Search the records for lines that contain the word "router". Copy them all.

[Stored data]
***

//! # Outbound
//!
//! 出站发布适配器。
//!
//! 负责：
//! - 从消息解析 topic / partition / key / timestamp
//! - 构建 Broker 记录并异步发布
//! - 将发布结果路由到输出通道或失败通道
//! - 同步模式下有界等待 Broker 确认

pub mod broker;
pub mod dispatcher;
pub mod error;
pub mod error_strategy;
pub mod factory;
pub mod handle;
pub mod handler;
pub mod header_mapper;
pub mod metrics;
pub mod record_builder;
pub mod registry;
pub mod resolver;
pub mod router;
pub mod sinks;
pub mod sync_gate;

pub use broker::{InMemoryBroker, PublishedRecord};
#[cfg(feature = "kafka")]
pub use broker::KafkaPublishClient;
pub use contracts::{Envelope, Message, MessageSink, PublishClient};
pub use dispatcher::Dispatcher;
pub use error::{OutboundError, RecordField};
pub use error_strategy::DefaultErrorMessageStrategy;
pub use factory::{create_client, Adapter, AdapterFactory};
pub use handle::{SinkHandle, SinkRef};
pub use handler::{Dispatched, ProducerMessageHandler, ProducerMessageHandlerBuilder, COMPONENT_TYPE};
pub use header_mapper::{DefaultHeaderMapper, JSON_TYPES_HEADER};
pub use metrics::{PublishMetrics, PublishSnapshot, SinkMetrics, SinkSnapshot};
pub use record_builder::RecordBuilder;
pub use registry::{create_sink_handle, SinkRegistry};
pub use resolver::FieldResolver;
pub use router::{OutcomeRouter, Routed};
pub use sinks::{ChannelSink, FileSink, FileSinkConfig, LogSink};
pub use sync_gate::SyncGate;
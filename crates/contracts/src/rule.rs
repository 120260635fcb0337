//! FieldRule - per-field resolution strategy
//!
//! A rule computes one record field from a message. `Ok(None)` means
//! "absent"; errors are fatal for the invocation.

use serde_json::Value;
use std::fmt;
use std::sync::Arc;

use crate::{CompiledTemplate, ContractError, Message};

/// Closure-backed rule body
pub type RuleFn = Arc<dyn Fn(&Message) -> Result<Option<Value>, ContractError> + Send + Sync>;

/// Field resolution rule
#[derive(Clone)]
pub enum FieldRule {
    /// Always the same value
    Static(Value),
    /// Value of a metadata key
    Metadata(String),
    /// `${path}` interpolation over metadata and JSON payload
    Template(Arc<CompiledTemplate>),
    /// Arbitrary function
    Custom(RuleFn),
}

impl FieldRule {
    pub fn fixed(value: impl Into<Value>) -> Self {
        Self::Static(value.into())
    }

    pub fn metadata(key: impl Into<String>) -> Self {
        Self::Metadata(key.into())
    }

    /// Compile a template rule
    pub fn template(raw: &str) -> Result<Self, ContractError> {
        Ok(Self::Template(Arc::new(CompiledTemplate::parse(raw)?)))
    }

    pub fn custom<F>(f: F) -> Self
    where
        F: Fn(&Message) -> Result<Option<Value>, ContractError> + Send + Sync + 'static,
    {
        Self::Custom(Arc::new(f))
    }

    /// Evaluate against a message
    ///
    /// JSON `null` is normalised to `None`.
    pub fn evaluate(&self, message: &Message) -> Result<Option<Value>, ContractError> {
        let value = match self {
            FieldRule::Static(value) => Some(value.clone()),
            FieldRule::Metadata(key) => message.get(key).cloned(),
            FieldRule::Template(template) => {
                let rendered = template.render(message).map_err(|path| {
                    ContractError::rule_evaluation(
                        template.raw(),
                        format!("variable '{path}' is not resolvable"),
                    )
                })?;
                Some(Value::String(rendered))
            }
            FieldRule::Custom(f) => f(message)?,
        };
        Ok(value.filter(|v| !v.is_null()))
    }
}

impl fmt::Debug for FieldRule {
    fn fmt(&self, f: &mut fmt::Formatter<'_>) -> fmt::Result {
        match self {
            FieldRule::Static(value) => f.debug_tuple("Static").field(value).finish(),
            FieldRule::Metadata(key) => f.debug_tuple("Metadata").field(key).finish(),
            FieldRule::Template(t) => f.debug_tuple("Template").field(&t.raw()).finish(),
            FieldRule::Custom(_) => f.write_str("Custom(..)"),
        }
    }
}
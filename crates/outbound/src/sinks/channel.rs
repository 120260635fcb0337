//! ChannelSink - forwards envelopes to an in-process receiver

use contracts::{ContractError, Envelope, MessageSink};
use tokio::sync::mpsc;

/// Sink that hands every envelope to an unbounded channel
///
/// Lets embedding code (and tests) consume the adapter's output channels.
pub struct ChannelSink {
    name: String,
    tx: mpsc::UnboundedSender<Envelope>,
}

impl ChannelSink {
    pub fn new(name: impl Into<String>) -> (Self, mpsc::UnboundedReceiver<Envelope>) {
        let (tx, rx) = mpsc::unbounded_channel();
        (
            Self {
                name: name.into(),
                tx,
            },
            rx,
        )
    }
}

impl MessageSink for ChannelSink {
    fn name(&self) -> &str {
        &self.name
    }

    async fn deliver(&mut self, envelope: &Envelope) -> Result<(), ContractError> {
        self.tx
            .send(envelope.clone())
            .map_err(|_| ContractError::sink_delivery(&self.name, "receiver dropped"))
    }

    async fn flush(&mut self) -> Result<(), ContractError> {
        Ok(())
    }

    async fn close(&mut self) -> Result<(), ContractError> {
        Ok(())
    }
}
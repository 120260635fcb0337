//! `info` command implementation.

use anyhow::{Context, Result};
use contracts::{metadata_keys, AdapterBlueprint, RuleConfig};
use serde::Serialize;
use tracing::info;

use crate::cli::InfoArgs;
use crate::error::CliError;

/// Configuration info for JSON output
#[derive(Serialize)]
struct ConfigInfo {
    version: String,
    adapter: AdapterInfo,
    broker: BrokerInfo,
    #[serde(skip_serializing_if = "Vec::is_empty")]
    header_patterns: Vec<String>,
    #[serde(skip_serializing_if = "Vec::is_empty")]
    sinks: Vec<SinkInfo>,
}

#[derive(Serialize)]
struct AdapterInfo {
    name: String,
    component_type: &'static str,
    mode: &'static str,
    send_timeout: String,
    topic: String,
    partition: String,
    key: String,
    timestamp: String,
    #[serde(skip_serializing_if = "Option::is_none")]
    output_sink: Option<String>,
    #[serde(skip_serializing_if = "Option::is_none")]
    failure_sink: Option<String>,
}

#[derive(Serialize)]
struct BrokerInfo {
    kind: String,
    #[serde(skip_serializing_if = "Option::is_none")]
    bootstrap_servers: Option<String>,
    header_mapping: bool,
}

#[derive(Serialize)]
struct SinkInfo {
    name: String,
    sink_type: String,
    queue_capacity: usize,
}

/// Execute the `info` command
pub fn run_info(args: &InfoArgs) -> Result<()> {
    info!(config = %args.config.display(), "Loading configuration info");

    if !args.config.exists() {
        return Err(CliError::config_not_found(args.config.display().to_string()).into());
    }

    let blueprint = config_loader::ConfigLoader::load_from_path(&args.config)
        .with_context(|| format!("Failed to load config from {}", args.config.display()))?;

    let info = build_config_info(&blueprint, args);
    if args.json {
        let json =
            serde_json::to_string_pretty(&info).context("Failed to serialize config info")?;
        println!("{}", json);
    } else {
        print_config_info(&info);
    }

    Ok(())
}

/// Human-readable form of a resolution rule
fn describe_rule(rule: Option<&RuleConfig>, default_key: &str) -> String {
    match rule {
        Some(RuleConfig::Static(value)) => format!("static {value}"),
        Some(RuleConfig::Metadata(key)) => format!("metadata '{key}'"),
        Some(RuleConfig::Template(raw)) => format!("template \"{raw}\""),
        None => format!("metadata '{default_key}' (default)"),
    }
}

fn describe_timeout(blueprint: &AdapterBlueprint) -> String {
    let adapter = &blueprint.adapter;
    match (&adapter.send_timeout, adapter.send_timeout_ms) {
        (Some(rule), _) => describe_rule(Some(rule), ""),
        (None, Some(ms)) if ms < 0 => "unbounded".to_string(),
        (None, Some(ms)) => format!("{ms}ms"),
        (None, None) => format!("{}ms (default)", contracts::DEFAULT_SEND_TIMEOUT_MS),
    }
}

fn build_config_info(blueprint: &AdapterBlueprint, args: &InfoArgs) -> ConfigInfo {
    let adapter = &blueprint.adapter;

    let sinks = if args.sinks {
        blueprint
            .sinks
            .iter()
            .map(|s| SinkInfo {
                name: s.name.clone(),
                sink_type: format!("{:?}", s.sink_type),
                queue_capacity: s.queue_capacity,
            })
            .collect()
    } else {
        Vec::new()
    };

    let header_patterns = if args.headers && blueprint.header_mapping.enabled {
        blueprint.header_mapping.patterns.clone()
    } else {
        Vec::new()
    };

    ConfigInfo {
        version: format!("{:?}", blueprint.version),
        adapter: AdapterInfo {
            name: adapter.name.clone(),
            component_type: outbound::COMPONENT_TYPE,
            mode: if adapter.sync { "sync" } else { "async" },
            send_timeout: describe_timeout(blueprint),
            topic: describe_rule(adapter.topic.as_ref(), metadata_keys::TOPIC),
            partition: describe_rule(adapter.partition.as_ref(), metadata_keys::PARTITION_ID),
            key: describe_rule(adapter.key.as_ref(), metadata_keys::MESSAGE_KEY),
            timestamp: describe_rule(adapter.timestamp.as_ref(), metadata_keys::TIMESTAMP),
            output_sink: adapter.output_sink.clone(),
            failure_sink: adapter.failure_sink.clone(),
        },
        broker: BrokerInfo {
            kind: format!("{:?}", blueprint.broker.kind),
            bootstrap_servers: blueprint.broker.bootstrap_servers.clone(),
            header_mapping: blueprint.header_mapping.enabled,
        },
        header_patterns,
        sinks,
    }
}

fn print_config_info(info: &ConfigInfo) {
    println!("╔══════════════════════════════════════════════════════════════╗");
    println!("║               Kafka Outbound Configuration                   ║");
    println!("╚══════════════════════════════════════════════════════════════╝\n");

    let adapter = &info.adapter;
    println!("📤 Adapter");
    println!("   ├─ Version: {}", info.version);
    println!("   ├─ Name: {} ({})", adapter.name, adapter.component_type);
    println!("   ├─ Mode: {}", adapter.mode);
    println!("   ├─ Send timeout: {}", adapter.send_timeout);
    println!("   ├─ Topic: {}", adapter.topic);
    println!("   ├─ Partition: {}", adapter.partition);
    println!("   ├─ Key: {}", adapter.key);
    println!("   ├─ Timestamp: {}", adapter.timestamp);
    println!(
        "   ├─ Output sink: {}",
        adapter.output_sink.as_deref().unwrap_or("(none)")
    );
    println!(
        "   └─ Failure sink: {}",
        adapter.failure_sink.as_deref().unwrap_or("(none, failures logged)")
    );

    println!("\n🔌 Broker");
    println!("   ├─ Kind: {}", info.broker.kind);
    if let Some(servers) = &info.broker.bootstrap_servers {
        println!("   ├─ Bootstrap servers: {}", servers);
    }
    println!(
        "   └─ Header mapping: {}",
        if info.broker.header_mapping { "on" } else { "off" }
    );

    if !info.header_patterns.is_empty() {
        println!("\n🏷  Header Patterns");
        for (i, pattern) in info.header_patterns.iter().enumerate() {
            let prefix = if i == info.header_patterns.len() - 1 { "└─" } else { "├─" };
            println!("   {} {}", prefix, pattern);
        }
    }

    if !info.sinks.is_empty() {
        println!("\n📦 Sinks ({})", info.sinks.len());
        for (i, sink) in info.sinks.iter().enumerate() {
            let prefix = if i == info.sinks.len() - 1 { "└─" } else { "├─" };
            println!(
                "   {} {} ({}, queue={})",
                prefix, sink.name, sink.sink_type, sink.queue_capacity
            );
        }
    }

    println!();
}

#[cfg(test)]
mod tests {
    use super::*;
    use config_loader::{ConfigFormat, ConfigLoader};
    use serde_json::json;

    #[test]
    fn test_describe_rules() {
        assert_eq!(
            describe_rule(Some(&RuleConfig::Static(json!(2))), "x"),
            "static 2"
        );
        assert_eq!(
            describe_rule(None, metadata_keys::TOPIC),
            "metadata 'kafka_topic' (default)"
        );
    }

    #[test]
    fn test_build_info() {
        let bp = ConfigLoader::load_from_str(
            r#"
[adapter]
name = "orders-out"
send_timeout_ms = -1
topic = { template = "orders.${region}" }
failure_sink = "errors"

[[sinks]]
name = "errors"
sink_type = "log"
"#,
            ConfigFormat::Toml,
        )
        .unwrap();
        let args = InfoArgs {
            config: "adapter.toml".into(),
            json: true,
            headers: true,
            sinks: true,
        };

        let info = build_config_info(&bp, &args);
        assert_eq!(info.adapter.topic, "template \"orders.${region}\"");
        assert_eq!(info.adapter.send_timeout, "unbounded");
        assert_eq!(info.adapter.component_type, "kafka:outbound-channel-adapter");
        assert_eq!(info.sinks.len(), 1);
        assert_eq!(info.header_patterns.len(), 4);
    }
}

***

Answer to this task =
pub mod router;
pub use router::{OutcomeRouter, Routed};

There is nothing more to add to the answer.